Purpose We evaluated T helper lymphocyte profile, including novel Th17 subsets Th17.1 (secrete IFN-γ, associate with corticosteroid resistance) and PD1+Th17 (secrete TGF-β1, implicated in fibrosis), and related cytokines in peripheral blood of Takayasu arteritis (TAK). Materials and Methods We evaluated circulating Th1, Th2, Th17, Th17.1, PD1+CD4+ T lymphocytes, PD1+Th17, and Treg lymphocytes, inflammatory (IFN-γ, IL-4, IL-6, IL-17A, IL-23, IL-1β, TNF-α) and regulatory (IL-10, TGF-β1) cytokines in peripheral blood of TAK (n = 57; median age 35 (interquartile range 26–45) years; 40 females) in a cross-sectional design.
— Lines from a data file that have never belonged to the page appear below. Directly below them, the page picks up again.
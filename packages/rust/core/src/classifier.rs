//! Heuristic pairwise relation classification.
//!
//! The entire decision is a pure table over two similarity scores and two
//! thresholds (`high > low`):
//!
//! | problem sim | method sim       | label |
//! |-------------|------------------|-------|
//! | > high      | > high           | Potential-Duplicate-or-Incremental |
//! | > high      | < low            | Alternative-Approach |
//! | > high      | low..=high       | Related-Work-Moderate-Overlap |
//! | < low       | > high           | Method-Reuse |
//! | < low       | <= high          | Likely-Unrelated |
//! | low..=high  | any              | Loosely-Related |
//!
//! The comparisons are strict, so a score exactly at a threshold falls into
//! the middle band.

use papergraph_shared::{PaperId, RelationEdge, RelationLabel, Thresholds};

/// Provenance tag for edges produced by this classifier.
pub const HEURISTIC_PROVENANCE: &str = "similarity-heuristic";

/// Classify one pair of papers from their problem/method similarities.
///
/// The table is exhaustive and mutually exclusive, so exactly one label
/// comes back from this path; the list shape exists for callers that
/// combine several evidence sources into simultaneous candidates.
pub fn classify(
    problem_sim: f32,
    method_sim: f32,
    thresholds: &Thresholds,
) -> Vec<RelationLabel> {
    let Thresholds { high, low } = *thresholds;

    let label = if problem_sim > high {
        if method_sim > high {
            RelationLabel::PotentialDuplicateOrIncremental
        } else if method_sim < low {
            RelationLabel::AlternativeApproach
        } else {
            RelationLabel::RelatedWorkModerateOverlap
        }
    } else if problem_sim < low {
        if method_sim > high {
            RelationLabel::MethodReuse
        } else {
            RelationLabel::LikelyUnrelated
        }
    } else {
        RelationLabel::LooselyRelated
    };

    vec![label]
}

/// Build the relation edge for one classified pair.
///
/// Confidence is the arithmetic mean of the two similarities; the reasoning
/// text cites both scores.
pub fn edge_for_pair(
    source: &PaperId,
    target: &PaperId,
    problem_sim: f32,
    method_sim: f32,
    thresholds: &Thresholds,
) -> RelationEdge {
    let label = classify(problem_sim, method_sim, thresholds)[0];

    RelationEdge {
        source: source.clone(),
        target: target.clone(),
        label: label.as_str().to_string(),
        confidence: (problem_sim + method_sim) / 2.0,
        reasoning: format!(
            "Problem similarity {problem_sim:.2}, method similarity {method_sim:.2}."
        ),
        provenance: HEURISTIC_PROVENANCE.to_string(),
    }
}

#[cfg(test)]
mod tests {
    use super::*;

    fn label_for(p: f32, m: f32) -> RelationLabel {
        let labels = classify(p, m, &Thresholds::default());
        assert_eq!(labels.len(), 1);
        labels[0]
    }

    #[test]
    fn same_problem_same_method() {
        assert_eq!(
            label_for(0.9, 0.9),
            RelationLabel::PotentialDuplicateOrIncremental
        );
    }

    #[test]
    fn same_problem_different_method() {
        assert_eq!(label_for(0.9, 0.3), RelationLabel::AlternativeApproach);
    }

    #[test]
    fn same_problem_moderate_method() {
        assert_eq!(
            label_for(0.9, 0.6),
            RelationLabel::RelatedWorkModerateOverlap
        );
    }

    #[test]
    fn different_problem_same_method() {
        assert_eq!(label_for(0.3, 0.9), RelationLabel::MethodReuse);
    }

    #[test]
    fn different_problem_different_method() {
        assert_eq!(label_for(0.3, 0.4), RelationLabel::LikelyUnrelated);
    }

    #[test]
    fn moderate_problem_overlap() {
        assert_eq!(label_for(0.6, 0.6), RelationLabel::LooselyRelated);
    }

    #[test]
    fn problem_exactly_at_high_is_middle_band() {
        // Comparisons are strict: 0.75 is not > 0.75.
        assert_eq!(label_for(0.75, 0.9), RelationLabel::LooselyRelated);
        assert_eq!(label_for(0.75, 0.1), RelationLabel::LooselyRelated);
    }

    #[test]
    fn problem_exactly_at_low_is_middle_band() {
        assert_eq!(label_for(0.5, 0.9), RelationLabel::LooselyRelated);
    }

    #[test]
    fn method_at_thresholds_within_high_problem_row() {
        // m == high and m == low both land in the moderate-overlap row.
        assert_eq!(
            label_for(0.9, 0.75),
            RelationLabel::RelatedWorkModerateOverlap
        );
        assert_eq!(
            label_for(0.9, 0.5),
            RelationLabel::RelatedWorkModerateOverlap
        );
    }

    #[test]
    fn low_problem_row_includes_method_at_high() {
        // m == high is not > high, so this is Likely-Unrelated.
        assert_eq!(label_for(0.3, 0.75), RelationLabel::LikelyUnrelated);
    }

    #[test]
    fn custom_thresholds_shift_the_bands() {
        let t = Thresholds {
            high: 0.9,
            low: 0.2,
        };
        let labels = classify(0.8, 0.8, &t);
        assert_eq!(labels[0], RelationLabel::LooselyRelated);
    }

    #[test]
    fn edge_carries_mean_confidence_and_cited_scores() {
        let a = PaperId::new("a");
        let b = PaperId::new("b");
        let edge = edge_for_pair(&a, &b, 0.9, 0.2, &Thresholds::default());

        assert_eq!(edge.label, "Alternative-Approach");
        assert!((edge.confidence - 0.55).abs() < 1e-6);
        assert!(edge.reasoning.contains("0.90"));
        assert!(edge.reasoning.contains("0.20"));
        assert_eq!(edge.provenance, HEURISTIC_PROVENANCE);
        assert_eq!(edge.source, a);
        assert_eq!(edge.target, b);
    }
}
//! LaTeX source handling: inclusion resolution, section extraction, and
//! plain-text normalization.
//!
//! This is deliberately not a LaTeX parser. It implements the three
//! heuristics the ingestion pipeline needs — recursive `\input` splicing,
//! `\section{...}` boundary detection, and command stripping — and promises
//! correctness only for well-formed, non-nested input.

mod normalize;
mod resolver;
mod section;

pub use normalize::normalize;
pub use resolver::{Resolved, resolve};
pub use section::{SectionSpan, extract_first, extract_section};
We studied inflammatory and regulatory cytokines in culture supernatant of peripheral blood mononuclear cells (PBMCs) from TAK following stimulation with anti-CD3/anti-CD28 and their modulation by tacrolimus (immunosuppressive) with/without tadalafil (anti-fibrotic). Furthermore, we followed up immunosuppressive-naïve active TAK (n = 16) and compared T helper lymphocyte populations and cytokines before and after immunosuppressive therapy. Healthy controls (HC, n = 21) and sarcoidosis (disease control, n = 11) were compared against TAK. Results TAK had higher Th17, Th17.1 and PD1+Th17 lymphocytes than HC (p < 0.001), and higher PD1+CD4+ T lymphocytes than sarcoidosis (p < 0.001). Th17 lymphocytes associated with active TAK after multivariable-adjusted logistic regression (p = 0.008). TAK had greater cytokine secretion from PBMCs (IFN-γ, IL-17A, IL-10 versus HC; IL-6, TNF-α, IL-1β versus HC or sarcoidosis) (p < 0.05). In-vitro, PBMCs from TAK showed reduced secretion of all inflammatory cytokines with tacrolimus, with synergistic reduction in IL-17A, IL-6, IL-1β and IL-10 following addition of tadalafil to tacrolimus. Serial follow-up of immunosuppressive-naïve TAK (n = 16) showed reduction in serum IL-6 and TGF-β1 (p < 0.05) and IL-6 in culture supernatant (p < 0.05) following immunosuppressive therapy. Conclusion Novel Th17 sub-populations (Th17.1 and PD1+Th17) are elevated in TAK. Th17 lymphocytes associate with active TAK. In-vitro experiments on cultured PBMCs suggest promise for further evaluation of a combination of immunosuppressive tacrolimus with anti-fibrotic tadalafil (or other anti-fibrotic therapies) in clinical trials of TAK.